California Follows European Example - Seeks to Alert Drivers When They Break Speed Limit
Benjamin Franklin put it best: “Those who would give up essential liberty to purchase a little temporary safety, deserve neither liberty nor safety.”
While this quote became especially relevant during the COVID-19 pandemic, California’s latest actions fuel its timeless status.
A bill passed in the California state Senate on Tuesday during its first vote would require all new vehicles sold in the state by 2032 to beep at drivers who exceed the speed limit by at least 10 miles per hour, The Associated Press reported.
The system would emit “a brief, one-time visual and audio signal to alert the driver,” the report said.
The technology to achieve this — intelligent speed assistant — is not novel. The AP reported it has been used in the European Union for years. Later this year, all new car sales in the EU will require its implementation, but drivers will have the option to turn it off.
The outlet noted the likelihood of the broader stakes at play with the bill. The auto manufacturing industry in California is large enough that new cars made there and sent to other states may include the technology anyway.
The bill’s author, Democratic Sen.

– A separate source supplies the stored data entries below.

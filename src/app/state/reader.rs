use chouraqui_core::adjacency::VerseAdjacency;
use chouraqui_core::model::VerseRef;

/// Selected verse and, once resolved, its neighbours.
pub struct SelectionState {
    pub position: VerseRef,
    pub adjacency: Option<VerseAdjacency>,
}

impl SelectionState {
    pub fn new(position: VerseRef, adjacency: Option<VerseAdjacency>) -> Self {
        Self {
            position,
            adjacency: adjacency.filter(|adjacency| adjacency.position == position),
        }
    }

    /// Adjacency is only trusted for the position it was computed for.
    pub fn adjacency(&self) -> Option<&VerseAdjacency> {
        self.adjacency
            .as_ref()
            .filter(|adjacency| adjacency.position == self.position)
    }
}

/// Last geometry reported by the reader scrollable.
pub struct ViewportState {
    pub scroll_top: f32,
    pub width: f32,
    pub height: f32,
    /// `None` until the scrollable reports a measurement for the current
    /// content.
    pub content_height: Option<f32>,
}

impl ViewportState {
    pub fn new(width: f32, height: f32) -> Self {
        Self {
            scroll_top: 0.0,
            width,
            height,
            content_height: None,
        }
    }
}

Scott Weiner said, “Research has shown that this [technology to reduce speed] does have an impact in getting people to slow down, particularly since some people don’t realize how fast that their car is going.”
His Republican colleagues expressed skepticism about the government’s role in that.

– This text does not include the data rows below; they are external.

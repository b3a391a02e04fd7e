//! Verse text formatting: French typography and the Tetragram marker.
//!
//! Chouraqui writes the divine name as `IHVH-Adonaï` in the verse text. It is
//! never shown literally: the HTML page swaps in a stacked inline rendering and
//! the desktop reader draws it as a dedicated styled span.

use once_cell::sync::Lazy;
use regex::Regex;

static RE_TETRAGRAM: Lazy<Regex> = Lazy::new(|| Regex::new(r"IHVH-?Adona(?:ï|i)").unwrap());
static RE_SPACE_BEFORE_PUNCT: Lazy<Regex> = Lazy::new(|| Regex::new(r" ([?!;])").unwrap());
static RE_SPACE_BEFORE_COLON: Lazy<Regex> = Lazy::new(|| Regex::new(r" ?:(\s)").unwrap());

const NBSP: char = '\u{00A0}';

pub const TETRAGRAM_HTML: &str = concat!(
    r#"<span class="tetragram tetragram--inline" aria-label="Tetragram adonaï IHVH">"#,
    r#"<span class="tetragram__letters" aria-hidden="true">"#,
    r#"<span class="tetragram__letter tetragram__letter--tall">I</span>"#,
    r#"<span class="tetragram__middle">"#,
    r#"<span class="tetragram__adonai">adonaï</span>"#,
    r#"<span class="tetragram__middle-line">"#,
    r#"<span class="tetragram__letter tetragram__letter--mid">H</span>"#,
    r#"<span class="tetragram__letter tetragram__letter--mid">V</span>"#,
    r#"</span></span>"#,
    r#"<span class="tetragram__letter tetragram__letter--tall">H</span>"#,
    r#"</span></span>"#
);

/// Piece of a verse after splitting out the Tetragram marker.
#[derive(Debug, Clone, Copy, PartialEq, Eq)]
pub enum Segment<'a> {
    Text(&'a str),
    Tetragram,
}

/// Insert non-breaking spaces where French typography requires them:
/// inside guillemets and before `? ! ; :`.
pub fn french_typography(text: &str) -> String {
    let nbsp = NBSP.to_string();
    let out = text
        .replace("« ", &format!("«{nbsp}"))
        .replace(" »", &format!("{nbsp}»"))
        .replace("‹ ", &format!("‹{nbsp}"))
        .replace(" ›", &format!("{nbsp}›"));
    let out = RE_SPACE_BEFORE_PUNCT.replace_all(&out, format!("{nbsp}$1").as_str());
    RE_SPACE_BEFORE_COLON
        .replace_all(&out, format!("{nbsp}:$1").as_str())
        .into_owned()
}

pub fn replace_tetragram_html(text: &str) -> String {
    RE_TETRAGRAM.replace_all(text, TETRAGRAM_HTML).into_owned()
}

/// Split verse text around Tetragram markers, preserving order.
pub fn segments(text: &str) -> Vec<Segment<'_>> {
    let mut out = Vec::new();
    let mut cursor = 0;
    for found in RE_TETRAGRAM.find_iter(text) {
        if found.start() > cursor {
            out.push(Segment::Text(&text[cursor..found.start()]));
        }
        out.push(Segment::Tetragram);
        cursor = found.end();
    }
    if cursor < text.len() {
        out.push(Segment::Text(&text[cursor..]));
    }
    out
}

pub fn escape_html(text: &str) -> String {
    let mut out = String::with_capacity(text.len());
    for ch in text.chars() {
        match ch {
            '&' => out.push_str("&amp;"),
            '<' => out.push_str("&lt;"),
            '>' => out.push_str("&gt;"),
            '"' => out.push_str("&quot;"),
            _ => out.push(ch),
        }
    }
    out
}

/// Full HTML pass for one verse: escape, typography, then the Tetragram.
pub fn format_verse_html(text: &str) -> String {
    replace_tetragram_html(&french_typography(&escape_html(text)))
}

“It’s just a nanny state that we’re causing here,” state Sen. Brian Dahle said, according to the AP.
In November, the National Transportation Safety Board recommended a requirement that all new cars feature speeding alerts.
The National Highway and Traffic Safety Administration estimated that 10 percent of crashes reported to police in 2021 were related to speeding.

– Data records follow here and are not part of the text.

#[cfg(test)]
mod tests {
    use super::*;

    fn viewport(scroll_top: f32) -> Viewport {
        Viewport {
            scroll_top,
            width: 1024.0,
            height: 800.0,
            content_height: 4000.0,
        }
    }

    fn stacked(heights: &[(u32, f32)]) -> Vec<ChapterGeometry> {
        let mut top = 0.0;
        heights
            .iter()
            .map(|(chapter, height)| {
                let geometry = ChapterGeometry {
                    chapter: *chapter,
                    top,
                    height: *height,
                };
                top += height;
                geometry
            })
            .collect()
    }

    #[test]
    fn chapter_holding_the_reference_line_wins() {
        let chapters = stacked(&[(1, 1000.0), (2, 1000.0), (3, 2000.0)]);
        assert_eq!(current_chapter(&chapters, &viewport(0.0), 350.0), Some(1));
        assert_eq!(current_chapter(&chapters, &viewport(700.0), 350.0), Some(2));
        assert_eq!(current_chapter(&chapters, &viewport(1700.0), 350.0), Some(3));
    }

    #[test]
    fn short_chapter_above_the_line_falls_back_to_closest_top() {
        // Reference at 350 sits in the gap after a short chapter 1.
        let chapters = vec![
            ChapterGeometry {
                chapter: 1,
                top: 0.0,
                height: 100.0,
            },
            ChapterGeometry {
                chapter: 2,
                top: 400.0,
                height: 500.0,
            },
        ];
        assert_eq!(current_chapter(&chapters, &viewport(0.0), 350.0), Some(2));
    }

    #[test]
    fn nothing_mounted_yields_none() {
        assert_eq!(current_chapter(&[], &viewport(0.0), 350.0), None);
    }

    #[test]
    fn prepend_shifts_scroll_by_exactly_the_inserted_height() {
        let before = 3000.0;
        let inserted = 1234.5;
        let adjusted = preserve_scroll_on_prepend(640.0, before, before + inserted);
        assert_eq!(adjusted, 640.0 + inserted);

        let mut coordinator = ScrollCoordinator::new(ScrollSettings::default(), 5);
        coordinator.record_prepend(before);
        assert_eq!(
            coordinator.finish_prepend(640.0, before + inserted),
            Some(640.0 + inserted)
        );
        assert_eq!(coordinator.finish_prepend(640.0, before + inserted), None);
    }

    #[test]
    fn sentinels_fire_on_entry_only() {
        let mut watch = SentinelWatch::default();
        let near_end = viewport(3100.0);
        assert_eq!(watch.observe(&near_end, 200.0), vec![GrowDirection::Forward]);
        assert!(watch.observe(&near_end, 200.0).is_empty());

        let middle = viewport(1500.0);
        assert!(watch.observe(&middle, 200.0).is_empty());
        assert_eq!(watch.observe(&near_end, 200.0), vec![GrowDirection::Forward]);
    }

    #[test]
    fn rearm_lets_a_still_visible_sentinel_fire_again() {
        let mut watch = SentinelWatch::default();
        let at_top = viewport(0.0);
        assert_eq!(watch.observe(&at_top, 200.0), vec![GrowDirection::Backward]);
        assert!(watch.observe(&at_top, 200.0).is_empty());
        watch.rearm(GrowDirection::Backward);
        assert_eq!(watch.observe(&at_top, 200.0), vec![GrowDirection::Backward]);
    }

    #[test]
    fn unmeasured_content_triggers_nothing() {
        let mut watch = SentinelWatch::default();
        assert!(watch.observe(&Viewport::default(), 200.0).is_empty());
    }

    #[test]
    fn initial_scroll_is_skipped_for_first_verse_and_narrow_viewports() {
        assert!(InitialScroll::new(1, 1200.0, 768.0, 1).is_settled());
        assert!(InitialScroll::new(12, 500.0, 768.0, 1).is_settled());
        assert_eq!(
            InitialScroll::new(12, 1200.0, 768.0, 1).target_verse(),
            Some(12)
        );
    }

    #[test]
    fn initial_scroll_retries_then_gives_up() {
        let mut state = InitialScroll::new(12, 1200.0, 768.0, 1);
        assert_eq!(state.attempt(None), InitialScrollStep::RetryLater);
        assert!(!state.is_settled());
        assert_eq!(state.attempt(None), InitialScrollStep::GaveUp);
        assert!(state.is_settled());
        assert_eq!(state.attempt(Some(10.0)), InitialScrollStep::Idle);
    }

    #[test]
    fn backward_loading_waits_for_the_initial_scroll() {
        let mut coordinator = ScrollCoordinator::new(ScrollSettings::default(), 4);
        coordinator.begin_initial_scroll(9, 1200.0);
        assert!(!coordinator.backward_permitted());

        let observation = coordinator.observe(viewport(0.0), &stacked(&[(4, 4000.0)]));
        assert_eq!(observation.triggers, vec![GrowDirection::Backward]);

        assert_eq!(
            coordinator.initial_scroll_attempt(Some(0.0)),
            InitialScrollStep::ScrollTo(0.0)
        );
        assert!(coordinator.backward_permitted());
        let observation = coordinator.observe(viewport(0.0), &stacked(&[(4, 4000.0)]));
        assert_eq!(observation.triggers, vec![GrowDirection::Backward]);
    }

    #[test]
    fn observation_reports_chapter_changes_and_falls_back_to_initial() {
        let mut coordinator = ScrollCoordinator::new(ScrollSettings::default(), 7);
        let observation = coordinator.observe(viewport(1500.0), &[]);
        assert_eq!(observation.current_chapter, 7);
        assert!(!observation.chapter_changed);

        let chapters = stacked(&[(7, 1000.0), (8, 3000.0)]);
        let observation = coordinator.observe(viewport(1500.0), &chapters);
        assert_eq!(observation.current_chapter, 8);
        assert!(observation.chapter_changed);
        assert_eq!(coordinator.current_chapter(), 8);
    }
}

The agency said about 35 percent of California’s traffic fatalities were speeding-related.
Looking at the issue on paper, the bill seems sensible, but the broader implications should be considered. Where would this legislation take Californians or the country as a whole?
The intelligent speed assistant keeps a record of speeds it takes from a database and then compares that with the driver.
Surely, if the driver is going to be alerted about his or her excessive speed — that is, law-breaking — then the police could be alerted as well. The possibilities could go further as automatic speeding tickets could be issued.
Given the push from President Joe Biden’s administration for electric vehicles, should we not also expect engines to be cut off if the driver refuses to comply?
The United States should not follow the European Union on anything as the latter has ballooned into an excessive superstate trampling on the liberties of the common person.
Dahle framed the bill as creating a “nanny state,” but that is too benign given the implications.
Tyranny does not often come in one cataclysmic moment. It can be death by a thousand paper cuts. Small changes that impact Americans’ ability to move freely can lead down that path.
If Weiner and other Democrats are pure in their intentions, they believe the outcome can be put aside. Look less at the intentions and more at the outcome. It does not soften the blow when freedoms are taken away to say it was well-meaning.
While the NTSB lacks legal authority, the agency can certainly push for it from the top down. Did the Founders intend for the federal government to be riding shotgun with its own brake pedal?
Of course, the counterargument from well-meaning folks is that this will reduce the dangers of driving.
As Thomas Jefferson put it to his fellow Virginian and Founding Father, James Madison, “I prefer dangerous freedom over peaceful slavery.”
Freedom is certainly dangerous, but it’s also fragile and in need of defending.
Some realized this amid governments’ expansion of power during the pandemic, and they would do best to remember it now.